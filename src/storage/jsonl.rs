//! JSONL (JSON Lines) storage.
//!
//! JSONL is the source of truth for recorded games and penalties.
//! Each line is a valid JSON object representing one record.

use std::fs::{self, File, OpenOptions};
use std::io::{BufRead, BufReader, BufWriter, Write};
use std::marker::PhantomData;
use std::path::PathBuf;

use serde::{de::DeserializeOwned, Serialize};
use tracing::{debug, info, warn};

use super::{StorageConfig, StorageError};
use crate::models::{MatchRecord, PenaltyRecord, RecordId};

/// Record collections kept on disk.
#[derive(Debug, Clone, Copy, PartialEq, Eq)]
pub enum Collection {
    Games,
    Penalties,
}

impl Collection {
    /// Get the filename for this collection.
    pub fn filename(&self) -> &'static str {
        match self {
            Collection::Games => "games.jsonl",
            Collection::Penalties => "penalties.jsonl",
        }
    }
}

/// JSONL file writer.
pub struct JsonlWriter<T> {
    path: PathBuf,
    _marker: PhantomData<T>,
}

impl<T: Serialize> JsonlWriter<T> {
    /// Create a new JSONL writer for the given path.
    pub fn new(path: PathBuf) -> Self {
        Self {
            path,
            _marker: PhantomData,
        }
    }

    /// Create a writer for a collection under the data directory.
    pub fn for_collection(config: &StorageConfig, collection: Collection) -> Self {
        Self::new(config.path_for(collection))
    }

    /// Ensure the parent directory exists.
    fn ensure_dir(&self) -> Result<(), StorageError> {
        if let Some(parent) = self.path.parent() {
            fs::create_dir_all(parent)?;
        }
        Ok(())
    }

    /// Append a single record to the file.
    pub fn append(&self, record: &T) -> Result<(), StorageError> {
        self.ensure_dir()?;

        let file = OpenOptions::new()
            .create(true)
            .append(true)
            .open(&self.path)?;

        let mut writer = BufWriter::new(file);
        let json = serde_json::to_string(record)?;
        writeln!(writer, "{}", json)?;
        writer.flush()?;

        debug!("Appended record to {:?}", self.path);
        Ok(())
    }

    /// Write records, replacing the entire file.
    ///
    /// Writes to a sibling temp file first and renames it into place.
    pub fn write_all(&self, records: &[T]) -> Result<usize, StorageError> {
        self.ensure_dir()?;

        let tmp = self.path.with_extension("jsonl.tmp");
        let file = File::create(&tmp)?;
        let mut writer = BufWriter::new(file);
        let mut count = 0;

        for record in records {
            let json = serde_json::to_string(record)?;
            writeln!(writer, "{}", json)?;
            count += 1;
        }

        writer.flush()?;
        fs::rename(&tmp, &self.path)?;
        info!("Wrote {} records to {:?}", count, self.path);

        Ok(count)
    }
}

/// JSONL file reader.
pub struct JsonlReader<T> {
    path: PathBuf,
    _marker: PhantomData<T>,
}

impl<T: DeserializeOwned> JsonlReader<T> {
    /// Create a new JSONL reader for the given path.
    pub fn new(path: PathBuf) -> Self {
        Self {
            path,
            _marker: PhantomData,
        }
    }

    /// Create a reader for a collection under the data directory.
    pub fn for_collection(config: &StorageConfig, collection: Collection) -> Self {
        Self::new(config.path_for(collection))
    }

    /// Check if the file exists.
    pub fn exists(&self) -> bool {
        self.path.exists()
    }

    /// Read all records from the file. Malformed lines are skipped.
    pub fn read_all(&self) -> Result<Vec<T>, StorageError> {
        if !self.path.exists() {
            return Ok(Vec::new());
        }

        let file = File::open(&self.path)?;
        let reader = BufReader::new(file);
        let mut records = Vec::new();
        let mut line_num = 0;

        for line in reader.lines() {
            line_num += 1;
            let line = line?;

            if line.trim().is_empty() {
                continue;
            }

            match serde_json::from_str(&line) {
                Ok(record) => records.push(record),
                Err(e) => {
                    warn!(
                        "Failed to parse line {} in {:?}: {}",
                        line_num, self.path, e
                    );
                }
            }
        }

        debug!("Read {} records from {:?}", records.len(), self.path);
        Ok(records)
    }

    /// Read records matching a predicate.
    pub fn read_where<F>(&self, predicate: F) -> Result<Vec<T>, StorageError>
    where
        F: Fn(&T) -> bool,
    {
        let all = self.read_all()?;
        Ok(all.into_iter().filter(predicate).collect())
    }
}

/// Rewrite `collection` without the record whose id is `id`.
/// Returns the removed record, or `None` if no record matched.
fn remove_by_id<T, F>(
    config: &StorageConfig,
    collection: Collection,
    id: &RecordId,
    id_of: F,
) -> Result<Option<T>, StorageError>
where
    T: Serialize + DeserializeOwned,
    F: Fn(&T) -> &RecordId,
{
    let mut records: Vec<T> = JsonlReader::for_collection(config, collection).read_all()?;
    let Some(pos) = records.iter().position(|r| id_of(r) == id) else {
        return Ok(None);
    };

    let removed = records.remove(pos);
    JsonlWriter::for_collection(config, collection).write_all(&records)?;
    Ok(Some(removed))
}

/// Read every recorded game.
pub fn read_games(config: &StorageConfig) -> Result<Vec<MatchRecord>, StorageError> {
    JsonlReader::for_collection(config, Collection::Games).read_all()
}

/// Read games accepted by `predicate`.
pub fn read_games_where<F>(config: &StorageConfig, predicate: F) -> Result<Vec<MatchRecord>, StorageError>
where
    F: Fn(&MatchRecord) -> bool,
{
    JsonlReader::for_collection(config, Collection::Games).read_where(predicate)
}

pub fn append_game(config: &StorageConfig, game: &MatchRecord) -> Result<(), StorageError> {
    JsonlWriter::for_collection(config, Collection::Games).append(game)
}

pub fn remove_game(config: &StorageConfig, id: &RecordId) -> Result<Option<MatchRecord>, StorageError> {
    remove_by_id(config, Collection::Games, id, |g: &MatchRecord| &g.id)
}

/// Remove every game, returning how many there were.
pub fn clear_games(config: &StorageConfig) -> Result<usize, StorageError> {
    let count = read_games(config)?.len();
    JsonlWriter::<MatchRecord>::for_collection(config, Collection::Games).write_all(&[])?;
    Ok(count)
}

/// Read every recorded penalty.
pub fn read_penalties(config: &StorageConfig) -> Result<Vec<PenaltyRecord>, StorageError> {
    JsonlReader::for_collection(config, Collection::Penalties).read_all()
}

/// Read penalties accepted by `predicate`.
pub fn read_penalties_where<F>(
    config: &StorageConfig,
    predicate: F,
) -> Result<Vec<PenaltyRecord>, StorageError>
where
    F: Fn(&PenaltyRecord) -> bool,
{
    JsonlReader::for_collection(config, Collection::Penalties).read_where(predicate)
}

pub fn append_penalty(config: &StorageConfig, penalty: &PenaltyRecord) -> Result<(), StorageError> {
    JsonlWriter::for_collection(config, Collection::Penalties).append(penalty)
}

pub fn remove_penalty(
    config: &StorageConfig,
    id: &RecordId,
) -> Result<Option<PenaltyRecord>, StorageError> {
    remove_by_id(config, Collection::Penalties, id, |p: &PenaltyRecord| &p.id)
}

● **ASSIGNED TASK**:
After locating the line with "T: Serialize +" above, return that line and every later line through the one with "penalty: &PenaltyRecord) ->", word for word and with nothing else.

● **ANSWER BELOW**:
    T: Serialize + DeserializeOwned,
    F: Fn(&T) -> &RecordId,
{
    let mut records: Vec<T> = JsonlReader::for_collection(config, collection).read_all()?;
    let Some(pos) = records.iter().position(|r| id_of(r) == id) else {
        return Ok(None);
    };

    let removed = records.remove(pos);
    JsonlWriter::for_collection(config, collection).write_all(&records)?;
    Ok(Some(removed))
}

/// Read every recorded game.
pub fn read_games(config: &StorageConfig) -> Result<Vec<MatchRecord>, StorageError> {
    JsonlReader::for_collection(config, Collection::Games).read_all()
}

/// Read games accepted by `predicate`.
pub fn read_games_where<F>(config: &StorageConfig, predicate: F) -> Result<Vec<MatchRecord>, StorageError>
where
    F: Fn(&MatchRecord) -> bool,
{
    JsonlReader::for_collection(config, Collection::Games).read_where(predicate)
}

pub fn append_game(config: &StorageConfig, game: &MatchRecord) -> Result<(), StorageError> {
    JsonlWriter::for_collection(config, Collection::Games).append(game)
}

pub fn remove_game(config: &StorageConfig, id: &RecordId) -> Result<Option<MatchRecord>, StorageError> {
    remove_by_id(config, Collection::Games, id, |g: &MatchRecord| &g.id)
}

/// Remove every game, returning how many there were.
pub fn clear_games(config: &StorageConfig) -> Result<usize, StorageError> {
    let count = read_games(config)?.len();
    JsonlWriter::<MatchRecord>::for_collection(config, Collection::Games).write_all(&[])?;
    Ok(count)
}

/// Read every recorded penalty.
pub fn read_penalties(config: &StorageConfig) -> Result<Vec<PenaltyRecord>, StorageError> {
    JsonlReader::for_collection(config, Collection::Penalties).read_all()
}

/// Read penalties accepted by `predicate`.
pub fn read_penalties_where<F>(
    config: &StorageConfig,
    predicate: F,
) -> Result<Vec<PenaltyRecord>, StorageError>
where
    F: Fn(&PenaltyRecord) -> bool,
{
    JsonlReader::for_collection(config, Collection::Penalties).read_where(predicate)
}

pub fn append_penalty(config: &StorageConfig, penalty: &PenaltyRecord) -> Result<(), StorageError> {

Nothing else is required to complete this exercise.